**Exercise goal**
Check every line below for the string "TaxTables", and copy the lines that contain it.

Data supplied: Begin

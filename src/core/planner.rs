use super::accounts::PersonAccounts;
use super::config::TaxTables;
use super::household::{SplitOutcome, optimal_pension_split};
use super::rrif::rrif_minimum;
use super::strategy::{ESTATE_DRAWDOWN_ORDER, Source, gap_order, rrif_target_rate};
use super::tax::{IncomeBreakdown, PersonTax, clawback_income, marginal_rate, person_tax};
use super::types::{DividendType, WithdrawalStrategy};

pub const MAX_PLAN_ROUNDS: usize = 6;
const BISECTION_ITERATIONS: usize = 40;
const MIN_DRAW: f64 = 0.01;
const MARGINAL_PROBE: f64 = 1_000.0;

#[derive(Debug, Clone, Copy, Default, PartialEq)]
pub struct Draws {
    /// RRIF first, then RRSP.
    pub registered: f64,
    pub nonreg: f64,
    pub corporate: f64,
    pub tfsa: f64,
}

impl Draws {
    pub fn get(&self, source: Source) -> f64 {
        match source {
            Source::Rrif => self.registered,
            Source::NonReg => self.nonreg,
            Source::Corporate => self.corporate,
            Source::Tfsa => self.tfsa,
        }
    }

    fn add(&mut self, source: Source, amount: f64) {
        match source {
            Source::Rrif => self.registered += amount,
            Source::NonReg => self.nonreg += amount,
            Source::Corporate => self.corporate += amount,
            Source::Tfsa => self.tfsa += amount,
        }
    }

    pub fn total(&self) -> f64 {
        self.registered + self.nonreg + self.corporate + self.tfsa
    }
}

#[derive(Debug, Clone, Copy, Default, PartialEq)]
pub struct PlanPerson {
    pub age: u32,
    pub receives_oas: bool,
    pub dividend_type: DividendType,
    pub accounts: PersonAccounts,
    /// Income and cash that arrive whatever the planner does. Cash includes GIS.
    pub base_incomes: IncomeBreakdown,
    pub cash_inflows: f64,
    pub mandatory_rrif: f64,
}

#[derive(Debug, Clone, Copy)]
pub struct PlanRequest<'a> {
    pub tables: &'a TaxTables,
    pub strategy: WithdrawalStrategy,
    pub people: [PlanPerson; 2],
    pub active: usize,
    pub cash_need: f64,
    pub gap_tolerance: f64,
    /// Zero when pension splitting is not allowed this year.
    pub split_fraction: f64,
    pub accept_clawback_for_estate: bool,
}

#[derive(Debug, Clone, Copy, Default, PartialEq)]
pub struct Pricing {
    pub incomes: [IncomeBreakdown; 2],
    pub split: SplitOutcome,
    pub realized_gains: [f64; 2],
    pub total_tax: f64,
    pub net_cash: f64,
}

impl Pricing {
    pub fn taxes(&self) -> [PersonTax; 2] {
        self.split.taxes
    }
}

#[derive(Debug, Clone, Copy, Default, PartialEq)]
pub struct Plan {
    pub draws: [Draws; 2],
    pub pricing: Pricing,
    pub shortfall: f64,
    pub rounds: usize,
    pub rrif_frontload_exceeded: bool,
    /// Extra RRIF above target was held back to stay under the OAS threshold.
    pub clawback_guarded: bool,
    /// The guard had to be lifted to avoid a shortfall.
    pub clawback_accepted: bool,
    pub accounts_exhausted: bool,
}

impl Plan {
    pub fn is_underfunded(&self, gap_tolerance: f64) -> bool {
        self.shortfall > gap_tolerance
    }
}

/// Registered draw required before any gap filling: the larger of the CRA
/// minimum on the RRIF and the strategy target, plus the voluntary top-up.
pub fn mandatory_rrif(
    strategy: WithdrawalStrategy,
    age: u32,
    oas_start_age: u32,
    accounts: &PersonAccounts,
    topup: f64,
) -> f64 {
    let registered = accounts.registered();
    if registered <= 0.0 {
        return 0.0;
    }
    let minimum = rrif_minimum(age, accounts.rrif);
    let target = rrif_target_rate(strategy, age, oas_start_age)
        .map(|rate| rate * registered)
        .unwrap_or(0.0);
    (minimum.max(target) + topup.max(0.0)).min(registered)
}

pub fn price(request: &PlanRequest, draws: &[Draws; 2]) -> Pricing {
    let mut pricing = Pricing::default();
    let mut gross_cash = 0.0;

    for idx in 0..request.active {
        let person = &request.people[idx];
        let draw = &draws[idx];
        let mut incomes = person.base_incomes;

        let registered = person.accounts.split_registered(draw.registered);
        if person.age >= 65 {
            incomes.pension_income += registered.from_rrif;
        } else {
            incomes.ordinary += registered.from_rrif;
        }
        incomes.ordinary += registered.from_rrsp;

        let sale = person.accounts.nonreg.preview_sale(draw.nonreg);
        incomes.capital_gains = (incomes.capital_gains + sale.realized_gain).max(0.0);
        pricing.realized_gains[idx] = sale.realized_gain;

        let dividend = draw.corporate.min(person.accounts.corporate.total()).max(0.0);
        match person.dividend_type {
            DividendType::Eligible => incomes.eligible_dividends += dividend,
            DividendType::NonEligible => incomes.non_eligible_dividends += dividend,
        }

        pricing.incomes[idx] = incomes;
        gross_cash += person.cash_inflows + draw.total();
    }

    pricing.split = if request.active == 2 && request.split_fraction > 0.0 {
        let ages = [request.people[0].age, request.people[1].age];
        let eligible = [
            pricing.incomes[0].pension_income,
            pricing.incomes[1].pension_income,
        ];
        optimal_pension_split(
            request.tables,
            ages,
            &pricing.incomes,
            eligible,
            request.split_fraction,
        )
    } else {
        let mut outcome = SplitOutcome::default();
        for idx in 0..request.active {
            outcome.taxes[idx] = person_tax(
                request.tables,
                request.people[idx].age,
                &pricing.incomes[idx],
            );
        }
        outcome
    };

    pricing.total_tax = pricing.split.total_tax();
    pricing.net_cash = gross_cash - pricing.total_tax;
    pricing
}

fn shortfall(request: &PlanRequest, pricing: &Pricing) -> f64 {
    request.cash_need - pricing.net_cash
}

fn available(person: &PlanPerson, draws: &Draws, source: Source) -> f64 {
    let balance = match source {
        Source::Rrif => person.accounts.registered(),
        Source::NonReg => person.accounts.nonreg.total(),
        Source::Corporate => person.accounts.corporate.total(),
        Source::Tfsa => person.accounts.tfsa,
    };
    (balance - draws.get(source)).max(0.0)
}

pub fn terminal_average_rate(tables: &TaxTables, age: u32, registered: f64) -> f64 {
    if registered <= 0.0 {
        return 0.0;
    }
    let incomes = IncomeBreakdown {
        ordinary: registered,
        ..Default::default()
    };
    person_tax(tables, age, &incomes).total() / registered
}

/// Whether drawing into the OAS clawback now costs less than leaving the
/// registered balance to be taxed at death.
fn estate_prefers_clawback(
    request: &PlanRequest,
    idx: usize,
    draws: &[Draws; 2],
    pricing: &Pricing,
) -> bool {
    let person = &request.people[idx];
    let remaining = available(person, &draws[idx], Source::Rrif);
    let now = marginal_rate(
        request.tables,
        person.age,
        &pricing.incomes[idx],
        MARGINAL_PROBE,
    );
    now < terminal_average_rate(request.tables, person.age, remaining)
}

fn fill_order(request: &PlanRequest, draws: &[Draws; 2], pricing: &Pricing) -> [Source; 4] {
    let estate_first = request.strategy == WithdrawalStrategy::RrifFrontload
        && request.accept_clawback_for_estate
        && (0..request.active).any(|idx| {
            request.people[idx].receives_oas
                && estate_prefers_clawback(request, idx, draws, pricing)
        });
    if estate_first {
        ESTATE_DRAWDOWN_ORDER
    } else {
        gap_order(request.strategy)
    }
}

fn clawback_headroom(request: &PlanRequest, idx: usize, pricing: &Pricing) -> f64 {
    let federal = &request.tables.federal;
    let Some(rule) = federal.oas_clawback else {
        return f64::INFINITY;
    };
    (rule.threshold - clawback_income(federal, &pricing.incomes[idx])).max(0.0)
}

fn capacities(
    request: &PlanRequest,
    draws: &[Draws; 2],
    pricing: &Pricing,
    source: Source,
    guard_clawback: bool,
) -> ([f64; 2], bool) {
    let mut caps = [0.0; 2];
    let mut guarded = false;
    for idx in 0..request.active {
        let person = &request.people[idx];
        let mut cap = available(person, &draws[idx], source);
        let frontload_extra = request.strategy == WithdrawalStrategy::RrifFrontload
            && source == Source::Rrif
            && person.receives_oas;
        if guard_clawback
            && frontload_extra
            && cap > 0.0
            && !(request.accept_clawback_for_estate
                && estate_prefers_clawback(request, idx, draws, pricing))
        {
            let headroom = clawback_headroom(request, idx, pricing);
            if headroom < cap {
                cap = headroom;
                guarded = true;
            }
        }
        caps[idx] = cap;
    }
    (caps, guarded)
}

fn with_extra(draws: &[Draws; 2], source: Source, caps: &[f64; 2], scale: f64) -> [Draws; 2] {
    let mut next = *draws;
    for (draw, cap) in next.iter_mut().zip(caps) {
        draw.add(source, cap * scale);
    }
    next
}

/// Draws the smallest amount from `source`, split across spouses in
/// proportion to what each can give, that closes the gap. Takes everything
/// available when even that falls short.
fn fill_from_source(
    request: &PlanRequest,
    draws: &[Draws; 2],
    source: Source,
    caps: &[f64; 2],
) -> ([Draws; 2], Pricing) {
    let everything = with_extra(draws, source, caps, 1.0);
    let everything_priced = price(request, &everything);
    if shortfall(request, &everything_priced) > 0.0 {
        return (everything, everything_priced);
    }

    let mut lo = 0.0;
    let mut hi = 1.0;
    for _ in 0..BISECTION_ITERATIONS {
        let mid = (lo + hi) * 0.5;
        let candidate = price(request, &with_extra(draws, source, caps, mid));
        if shortfall(request, &candidate) > 0.0 {
            lo = mid;
        } else {
            hi = mid;
        }
    }

    let chosen = with_extra(draws, source, caps, hi);
    let priced = price(request, &chosen);
    (chosen, priced)
}

/// Sizes this year's draws: seeds mandatory RRIF, then fills any gap from
/// the strategy's sources, re-pricing tax after each draw.
pub fn plan(request: &PlanRequest) -> Plan {
    let mut draws = [Draws::default(); 2];
    for idx in 0..request.active {
        draws[idx].registered = request.people[idx]
            .mandatory_rrif
            .min(request.people[idx].accounts.registered());
    }
    let mut pricing = price(request, &draws);

    let mut rounds = 0;
    let mut guard_clawback = true;
    let mut clawback_guarded = false;
    let mut clawback_accepted = false;

    while rounds < MAX_PLAN_ROUNDS && shortfall(request, &pricing) > request.gap_tolerance {
        rounds += 1;
        let mut progressed = false;
        let mut guarded_this_round = false;

        for source in fill_order(request, &draws, &pricing) {
            if shortfall(request, &pricing) <= request.gap_tolerance {
                break;
            }
            let (caps, guarded) = capacities(request, &draws, &pricing, source, guard_clawback);
            guarded_this_round |= guarded;
            if caps.iter().sum::<f64>() < MIN_DRAW {
                continue;
            }
            let (next, next_pricing) = fill_from_source(request, &draws, source, &caps);
            draws = next;
            pricing = next_pricing;
            progressed = true;
        }

        clawback_guarded |= guarded_this_round;
        if !progressed {
            if guard_clawback && guarded_this_round {
                guard_clawback = false;
                clawback_accepted = true;
                continue;
            }
            break;
        }
    }

    let remaining_gap = shortfall(request, &pricing).max(0.0);
    let exhausted = remaining_gap > request.gap_tolerance
        && (0..request.active).all(|idx| {
            [Source::Rrif, Source::NonReg, Source::Corporate, Source::Tfsa]
                .iter()
                .all(|source| available(&request.people[idx], &draws[idx], *source) < MIN_DRAW)
        });
    let frontload_exceeded = request.strategy == WithdrawalStrategy::RrifFrontload
        && (0..request.active)
            .any(|idx| draws[idx].registered > request.people[idx].mandatory_rrif + MIN_DRAW);

    Plan {
        draws,
        pricing,
        shortfall: remaining_gap,
        rounds,
        rrif_frontload_exceeded: frontload_exceeded,
        clawback_guarded,
        clawback_accepted,
        accounts_exhausted: exhausted,
    }
}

Data supplied: End

**Response**
use super::config::TaxTables;
    pub tables: &'a TaxTables,
pub fn terminal_average_rate(tables: &TaxTables, age: u32, registered: f64) -> f64 {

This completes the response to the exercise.